Maximize your promotions by requesting a pre-interview (via email is often a great substitute if schedules make a conversation unlikely), and then using that content to ramp up social posts, paid ads, and email marketing. You can also negotiate a social video promo to use within your own channels (or theirs, if it’s a marketing tactic with reach to your audience.)
Depending on the length of time needed, request a VIP meet and greet (30 min or less). This often doesn’t incur an additional cost, but the attendee experience is dramatically enhanced when you can provide this type of opportunity. Most speakers will also allow some level of live streaming and/or capture and playback. Negotiate with the speaker to include these options for your hybrid meetings, podcasts, or post-conference products, as they can boost sales as well.

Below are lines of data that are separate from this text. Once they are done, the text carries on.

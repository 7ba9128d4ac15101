//! Point-to-segment and point-to-polyline distances

use crate::types::CoordFloat;

/// Squared distance from `(px, py)` to the segment `(x0, y0)-(x1, y1)`.
///
/// The projection parameter is clamped to `[0, 1]`; a zero-length segment
/// reduces to the point-to-point distance.
#[inline]
pub fn point_segment_distance_squared<T: CoordFloat>(px: T, py: T, x0: T, y0: T, x1: T, y1: T) -> T {
    let dx = x1 - x0;
    let dy = y1 - y0;
    let len_sq = dx * dx + dy * dy;

    let (cx, cy) = if len_sq > T::ZERO {
        let t = ((px - x0) * dx + (py - y0) * dy) / len_sq;
        let t = if t < T::ZERO {
            T::ZERO
        } else if t > T::ONE {
            T::ONE
        } else {
            t
        };
        (x0 + t * dx, y0 + t * dy)
    } else {
        (x0, y0)
    };

    let ex = px - cx;
    let ey = py - cy;
    ex * ex + ey * ey
}

/// Euclidean distance from `(px, py)` to the closest point of the segment
#[inline]
pub fn point_segment_distance<T: CoordFloat>(px: T, py: T, x0: T, y0: T, x1: T, y1: T) -> T {
    point_segment_distance_squared(px, py, x0, y0, x1, y1).sqrt()
}

/// Minimum distance from `(px, py)` to any segment of the polyline.
///
/// A single vertex is treated as a zero-length segment. Returns `None` for an
/// empty vertex list.
pub fn point_polyline_distance<T: CoordFloat>(px: T, py: T, xs: &[T], ys: &[T]) -> Option<T> {
    debug_assert_eq!(xs.len(), ys.len());
    match xs.len() {
        0 => None,
        1 => Some(point_segment_distance(px, py, xs[0], ys[0], xs[0], ys[0])),
        n => {
            // 先比较平方距离，最后只开一次方
            let mut best = point_segment_distance_squared(px, py, xs[0], ys[0], xs[1], ys[1]);
            for i in 1..n - 1 {
                let d = point_segment_distance_squared(px, py, xs[i], ys[i], xs[i + 1], ys[i + 1]);
                if d < best {
                    best = d;
                }
            }
            Some(best.sqrt())
        }
    }
}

There are also premium opportunities that may come at an additional cost, such as a private pre-or post-Q&A for a target group, bulk booking with a sponsor or exhibitor, general attendance photo ops, having the keynote during a meal or special event, or a book buy or book signing (depending on the speaker this can be no-cost).
When hiring a high-profile keynote speaker, what are the potential pitfalls and challenges to consider?
The biggest risks are the character challenges that pop up unexpectedly. In this day and age, it’s hard to anticipate who may run into trouble between contract and appearance. You may be able to negotiate a cancellation clause that mitigates cancellation penalties for unethical or illegal behavior that would harm the sponsoring organization should they follow through on a contract, but defining this behavior can be tricky. Evaluating your speakers and taking calculated risks is part of the process and may be a good argument for hiring a content expert or thought leader, rather than a high-profile name.
In less dramatic instances, a busy, high-profile speaker could suddenly find themselves in high demand and they may cancel due to a lucrative offer. You would likely get your deposit back, but you will have to start the process over again.
Finally, there’s always a chance that high profile speakers won’t meet the engagement expectations of your members. My best is to build relationships with your speaker bureaus and have candid conversations about what you can expect based on their experience with the talent.